Um cheiro de perfume podre: paranoia, negação e militares

Por André Márcio

“O Brasil pandêmico tem um cheiro de perfume podre e todos nós sabemos de onde ele vem. Na verdade, esse cheiro está hoje disseminado por toda a nossa sociedade. Ele vem das valas comuns abertas para jogar os corpos produzidos pela ignorância do governo Bolsonaro. O mesmo cheiro vem dos corpos putrefatos nos hospitais e frigoríficos à espera dessas valas, pois sequer o reboque para levá-los dá conta da quantidade. O perfume podre vem dos corredores lotados de doentes miseráveis, moribundos, à espera que alguém saia da UTI, vivo ou morto.”

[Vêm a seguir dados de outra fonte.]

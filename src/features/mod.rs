//! # Features Layer
//!
//! One module per user-facing surface of the debate client.

pub mod auth;
pub mod session;
pub mod setup;

pub use auth::{AuthError, LoginForm};
pub use session::{DebateSession, SessionConfig, SessionDriver, SessionView, UserAction};
pub use setup::{SetupError, SetupWizard};
async fn show_results(api: &HttpDebateApi, winner: Winner) {
    match winner {
        Winner::User => println!("You won this one."),
        Winner::Ai => println!("The AI took this round."),
    }

    match api.dashboard().await {
        Ok(dashboard) => {
            if let Some(score) = dashboard.scoreboard {
                println!(
                    "You {} - {} AI  ({} debates, {:.2}% win rate)",
                    score.user_wins, score.ai_wins, score.total_debates, score.win_rate
                );
            }
        }
        Err(e) => warn!("Could not load scoreboard: {}", e),
    }

    match api.history().await {
        Ok(history) => {
            println!("\nRecent debates:");
            for entry in history.iter().take(5) {
                let winner = entry.winner.map(|w| w.as_str().to_uppercase()).unwrap_or_else(|| "-".to_string());
                println!(
                    "  #{:<5} {:<40} {:<6} {:.1} min",
                    entry.id,
                    truncate(&entry.topic_title, 40),
                    winner,
                    entry.duration
                );
            }
        }
        Err(e) => warn!("Could not load debate history: {}", e),
    }
}

#[tokio::main]
async fn main() -> Result<()> {
    // Load environment variables from .env file
    dotenv().ok();

    let config = Config::from_env()?;

    env_logger::Builder::from_env(env_logger::Env::default().default_filter_or(&config.log_level))
        .init();

    info!("Starting debato against {}", config.api_url);

    let api = Arc::new(HttpDebateApi::new(&config)?);
    let user = sign_in(&api, &config).await?;
    let authenticated = user.is_some();
    if let Some(user) = &user {
        println!("Signed in as {}", user.username);
    }

    let debate = match std::env::args().nth(1) {
        Some(raw) => {
            let id: u64 = raw.parse().map_err(|_| anyhow!("Debate id must be a number, got '{}'", raw))?;
            api.get_debate(id).await?
        }
        None => {
            if !authenticated {
                ensure_trial_available(&api).await?;
            }
            run_setup(api.clone(), authenticated).await?
        }
    };

    if debate.status != DebateStatus::Pending {
        return Err(anyhow!("Debate {} is not waiting to start ({:?})", debate.id, debate.status));
    }

    println!();
    println!(
        "Topic: {}",
        debate.topic_title.as_deref().unwrap_or("(untitled)")
    );
    println!(
        "Time: {} total, {}s per reply",
        format_clock(debate.total_budget_secs()),
        debate.reply_time_limit
    );

    let session = DebateSession::new(SessionConfig::from_debate(&debate, authenticated), TerminalView::new());
    let mut lines = spawn_line_reader();
    let (tx, rx) = mpsc::channel(16);
    let driver = SessionDriver::new(session, api.clone()).run(rx);
    let (report, ()) = tokio::join!(driver, read_actions(&mut lines, tx));

    let user_turns = report.transcript.iter().filter(|m| m.sender == Sender::User).count();
    info!("Session finished after {} user messages", user_turns);

    match report.destination {
        Some(destination @ Destination::Results { .. }) => show_results(&api, destination.winner()).await,
        Some(Destination::TrialEnded { .. }) => {
            println!("Run debato again and choose Register to keep debating.");
        }
        None => println!("Debate was not started."),
    }

    if authenticated && ask_yes_no(&mut lines, "Log out?", false).await {
        if let Err(e) = submit_logout(&api).await {
            eprintln!("{}", e);
        }
    }

    Ok(())
}

#[cfg(test)]
mod tests {
    use super::*;

    #[tokio::test]
    async fn test_read_actions_maps_commands() {
        let (line_tx, mut lines) = mpsc::channel(8);
        let (tx, mut rx) = mpsc::channel(8);
        for line in ["/start", "AI is overrated", "/forfeit", "y"] {
            line_tx.send(line.to_string()).await.unwrap();
        }
        drop(line_tx);

        read_actions(&mut lines, tx).await;

        assert_eq!(rx.recv().await, Some(UserAction::Start));
        assert_eq!(rx.recv().await, Some(UserAction::Submit("AI is overrated".to_string())));
        assert_eq!(rx.recv().await, Some(UserAction::Forfeit { confirmed: true }));
        assert_eq!(rx.recv().await, None);
    }

    #[tokio::test]
    async fn test_read_actions_stops_when_session_ends_and_keeps_lines() {
        let (line_tx, mut lines) = mpsc::channel(8);
        let (tx, rx) = mpsc::channel(8);
        // Session over while no input is pending
        drop(rx);

        read_actions(&mut lines, tx).await;

        // The same line source still serves the follow-up prompts
        line_tx.send("y".to_string()).await.unwrap();
        assert!(ask_yes_no(&mut lines, "Log out?", false).await);
        drop(line_tx);
        assert!(ask_yes_no(&mut lines, "Log out?", true).await);
    }
}
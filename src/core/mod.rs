//! # Core Module
//!
//! Configuration, error taxonomy and text helpers shared by every feature.
//!
//! - **Version**: 1.1.0
//! - **Since**: 1.0.0
//! - **Toggleable**: false
//!
//! ## Changelog
//! - 1.1.0: Add display module with clock formatting and wrapping
//! - 1.0.0: Initial creation with config and error modules

pub mod config;
pub mod display;
pub mod error;

// Re-export commonly used items
pub use config::Config;
pub use display::{format_clock, truncate, wrap_text, TERMINAL_WIDTH};
pub use error::{ApiError, SessionFailure};
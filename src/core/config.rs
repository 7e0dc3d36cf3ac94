//! Environment configuration
//!
//! Loaded once at startup after `dotenvy` has populated the process
//! environment from `.env`.

use anyhow::{anyhow, Result};
use std::env;
use std::time::Duration;

pub const DEFAULT_API_URL: &str = "http://127.0.0.1:8000";
pub const DEFAULT_HTTP_TIMEOUT_SECS: u64 = 30;
pub const DEFAULT_LOG_LEVEL: &str = "info";

#[derive(Debug, Clone)]
pub struct Config {
    /// Base URL of the debate backend, without trailing slash
    pub api_url: String,
    /// Sent as `X-CSRFToken` on mutating calls
    pub csrf_token: Option<String>,
    /// Credentials for automatic login; both must be set
    pub username: Option<String>,
    pub password: Option<String>,
    pub http_timeout: Duration,
    pub log_level: String,
}

impl Config {
    pub fn from_env() -> Result<Self> {
        Self::from_lookup(|key| env::var(key).ok())
    }

    /// Build a config from an arbitrary key lookup (the environment in
    /// production, a map in tests)
    pub fn from_lookup<F>(lookup: F) -> Result<Self>
    where
        F: Fn(&str) -> Option<String>,
    {
        let non_empty = |key: &str| lookup(key).map(|v| v.trim().to_string()).filter(|v| !v.is_empty());

        let api_url = non_empty("DEBATO_API_URL")
            .unwrap_or_else(|| DEFAULT_API_URL.to_string())
            .trim_end_matches('/')
            .to_string();

        if !api_url.starts_with("http://") && !api_url.starts_with("https://") {
            return Err(anyhow!(
                "DEBATO_API_URL must start with http:// or https://, got '{}'",
                api_url
            ));
        }

        let http_timeout_secs = match non_empty("DEBATO_HTTP_TIMEOUT_SECS") {
            Some(raw) => raw
                .parse::<u64>()
                .map_err(|_| anyhow!("DEBATO_HTTP_TIMEOUT_SECS must be a whole number, got '{}'", raw))?,
            None => DEFAULT_HTTP_TIMEOUT_SECS,
        };

        let username = non_empty("DEBATO_USERNAME");
        let password = non_empty("DEBATO_PASSWORD");
        if username.is_some() != password.is_some() {
            return Err(anyhow!(
                "DEBATO_USERNAME and DEBATO_PASSWORD must be set together"
            ));
        }

        Ok(Config {
            api_url,
            csrf_token: non_empty("DEBATO_CSRF_TOKEN"),
            username,
            password,
            http_timeout: Duration::from_secs(http_timeout_secs),
            log_level: non_empty("LOG_LEVEL").unwrap_or_else(|| DEFAULT_LOG_LEVEL.to_string()),
        })
    }

    /// Credentials for automatic login, if configured
    pub fn credentials(&self) -> Option<(&str, &str)> {
        match (&self.username, &self.password) {
            (Some(u), Some(p)) => Some((u.as_str(), p.as_str())),
            _ => None,
        }
    }
}

#[cfg(test)]
mod tests {
    use super::*;
    use std::collections::HashMap;

    fn lookup(pairs: &[(&str, &str)]) -> impl Fn(&str) -> Option<String> {
        let map: HashMap<String, String> = pairs
            .iter()
            .map(|(k, v)| (k.to_string(), v.to_string()))
            .collect();
        move |key| map.get(key).cloned()
    }

    #[test]
    fn test_defaults() {
        let config = Config::from_lookup(lookup(&[])).unwrap();
        assert_eq!(config.api_url, DEFAULT_API_URL);
        assert_eq!(config.http_timeout, Duration::from_secs(30));
        assert_eq!(config.log_level, "info");
        assert!(config.csrf_token.is_none());
        assert!(config.credentials().is_none());
    }

    #[test]
    fn test_trailing_slash_is_stripped() {
        let config = Config::from_lookup(lookup(&[("DEBATO_API_URL", "https://debato.example/")])).unwrap();
        assert_eq!(config.api_url, "https://debato.example");
    }

    #[test]
    fn test_rejects_bad_url_and_timeout() {
        assert!(Config::from_lookup(lookup(&[("DEBATO_API_URL", "ftp://nope")])).is_err());
        assert!(Config::from_lookup(lookup(&[("DEBATO_HTTP_TIMEOUT_SECS", "soon")])).is_err());
    }

    #[test]
    fn test_credentials_must_be_paired() {
        assert!(Config::from_lookup(lookup(&[("DEBATO_USERNAME", "ana")])).is_err());

        let config = Config::from_lookup(lookup(&[
            ("DEBATO_USERNAME", "ana"),
            ("DEBATO_PASSWORD", "hunter22"),
            ("DEBATO_CSRF_TOKEN", "tok"),
        ]))
        .unwrap();
        assert_eq!(config.credentials(), Some(("ana", "hunter22")));
        assert_eq!(config.csrf_token.as_deref(), Some("tok"));
    }
}
//! # Session Driver
//!
//! Runs a [`DebateSession`] on tokio: one-second intervals for the two
//! countdowns, a channel of user actions, and spawned tasks for backend
//! calls whose results come back over a completion channel.

use log::{debug, info};
use std::future::pending;
use std::sync::Arc;
use tokio::sync::mpsc;
use tokio::time::{interval_at, Duration, Instant, Interval, MissedTickBehavior};

use crate::api::{DebateAction, DebateApi, Message, Sender, Winner};
use crate::core::ApiError;
use crate::features::session::clock::TimerKind;
use crate::features::session::machine::{Command, DebateSession, Phase};
use crate::features::session::view::{Destination, SessionView};

/// Things the human can do in the debate room
#[derive(Debug, Clone, PartialEq, Eq)]
pub enum UserAction {
    Start,
    Submit(String),
    /// `confirmed` is the user's answer to the forfeit prompt
    Forfeit { confirmed: bool },
}

/// Final state handed back once the session is over
#[derive(Debug, Clone)]
pub struct SessionReport {
    pub phase: Phase,
    pub winner: Option<Winner>,
    pub destination: Option<Destination>,
    pub transcript: Vec<Message>,
}

enum Completion {
    Start(Result<(), ApiError>),
    Exchange { ticket: u64, result: Result<Message, ApiError> },
    End(Result<(), ApiError>),
}

/// A live interval tagged with the countdown generation it serves
struct LiveTimer {
    generation: u64,
    interval: Interval,
}

pub struct SessionDriver<A, V>
where
    A: DebateApi + 'static,
    V: SessionView,
{
    session: DebateSession<V>,
    api: Arc<A>,
    tick_period: Duration,
}

impl<A, V> SessionDriver<A, V>
where
    A: DebateApi + 'static,
    V: SessionView,
{
    pub fn new(session: DebateSession<V>, api: Arc<A>) -> Self {
        SessionDriver {
            session,
            api,
            tick_period: Duration::from_secs(1),
        }
    }

    pub fn with_tick_period(mut self, period: Duration) -> Self {
        self.tick_period = period;
        self
    }

    /// Drive the session until it has ended and the end notification has
    /// resolved. Returns early if the action channel closes before the
    /// debate was ever started.
    pub async fn run(mut self, mut actions: mpsc::Receiver<UserAction>) -> SessionReport {
        let (done_tx, mut done_rx) = mpsc::unbounded_channel::<Completion>();
        let mut total: Option<LiveTimer> = None;
        let mut reply: Option<LiveTimer> = None;
        let mut actions_open = true;

        loop {
            self.sync_timer(TimerKind::Total, &mut total);
            self.sync_timer(TimerKind::Reply, &mut reply);

            if self.session.phase() == Phase::Ended && !self.session.is_end_pending() {
                break;
            }
            if !actions_open
                && self.session.phase() == Phase::NotStarted
                && !self.session.is_start_pending()
            {
                info!("Input closed before debate {} started", self.session.config().debate_id);
                break;
            }

            let command = tokio::select! {
                action = actions.recv(), if actions_open => match action {
                    Some(action) => self.apply_action(action),
                    None => {
                        debug!("Action channel closed");
                        actions_open = false;
                        None
                    }
                },
                _ = next_tick(&mut total) => self.session.on_tick(TimerKind::Total),
                _ = next_tick(&mut reply) => self.session.on_tick(TimerKind::Reply),
                Some(done) = done_rx.recv() => {
                    self.apply_completion(done);
                    None
                }
            };

            if let Some(command) = command {
                self.dispatch(command, done_tx.clone());
            }
        }

        SessionReport {
            phase: self.session.phase(),
            winner: self.session.winner(),
            destination: self.session.destination(),
            transcript: self.session.into_transcript(),
        }
    }

    fn apply_action(&mut self, action: UserAction) -> Option<Command> {
        match action {
            UserAction::Start => self.session.start(),
            UserAction::Submit(text) => self.session.submit_message(&text),
            UserAction::Forfeit { confirmed } => self.session.forfeit(confirmed),
        }
    }

    fn apply_completion(&mut self, done: Completion) {
        match done {
            Completion::Start(result) => self.session.on_start_result(result),
            Completion::Exchange { ticket, result } => self.session.on_exchange_result(ticket, result),
            Completion::End(result) => self.session.on_end_result(result),
        }
    }

    /// Keep the tokio interval in step with the countdown: a restarted
    /// countdown gets a fresh interval, a stopped one gets none.
    fn sync_timer(&self, kind: TimerKind, slot: &mut Option<LiveTimer>) {
        if !self.session.timer_running(kind) {
            *slot = None;
            return;
        }
        let generation = self.session.timer_generation(kind);
        if slot.as_ref().map(|t| t.generation) != Some(generation) {
            let mut interval = interval_at(Instant::now() + self.tick_period, self.tick_period);
            interval.set_missed_tick_behavior(MissedTickBehavior::Delay);
            *slot = Some(LiveTimer { generation, interval });
        }
    }

    fn dispatch(&self, command: Command, done: mpsc::UnboundedSender<Completion>) {
        let api = Arc::clone(&self.api);
        let debate_id = self.session.config().debate_id;

        match command {
            Command::Start => {
                tokio::spawn(async move {
                    let result = api.update_debate(debate_id, DebateAction::start()).await.map(|_| ());
                    let _ = done.send(Completion::Start(result));
                });
            }
            Command::Exchange { ticket, content } => {
                tokio::spawn(async move {
                    let result = exchange(api.as_ref(), debate_id, &content).await;
                    let _ = done.send(Completion::Exchange { ticket, result });
                });
            }
            Command::End { winner } => {
                tokio::spawn(async move {
                    let result = api
                        .update_debate(debate_id, DebateAction::end(winner))
                        .await
                        .map(|_| ());
                    let _ = done.send(Completion::End(result));
                });
            }
        }
    }
}

/// Post the user message, then ask for the AI reply. The second call is
/// only issued once the first has completed.
async fn exchange<A: DebateApi + ?Sized>(api: &A, debate_id: u64, content: &str) -> Result<Message, ApiError> {
    api.post_message(debate_id, content, Sender::User).await?;
    api.request_ai_response(debate_id, content).await
}

async fn next_tick(timer: &mut Option<LiveTimer>) {
    match timer {
        Some(live) => {
            live.interval.tick().await;
        }
        None => pending::<()>().await,
    }
}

O Brasil pandêmico tem um cheiro de perfume podre e todos nós sabemos de onde ele vem. Na verdade, esse cheiro está hoje disseminado por toda a nossa sociedade. Ele vem das valas comuns abertas para jogar os corpos produzidos pela ignorância do governo Bolsonaro. O mesmo cheiro vem dos corpos putrefatos nos hospitais e frigoríficos à espera dessas valas, pois sequer o reboque para levá-los dá conta da quantidade. O perfume podre vem dos corredores lotados de doentes miseráveis, moribundos, à espera que alguém saia da UTI, vivo ou morto. Esse cheiro vagueia pelos transportes públicos lotados, sujos e calorentos que as classes menos favorecidas são obrigadas a tomar todo santo dia para ganhar seu “pão”. O podre desse perfume é ainda mais intenso na falta de empatia das pessoas e classes mais afortunadas pelos mais necessitados, não hesitando em escorraçá-los das empresas, mandando-os pedir a esmola que o governo oferece. Por fim, a decomposição fétida é ainda mais intensa em pleno núcleo do governo central, este com as narinas obstruídas pelo cheiro catinguento das disputas intestinas pelo poder.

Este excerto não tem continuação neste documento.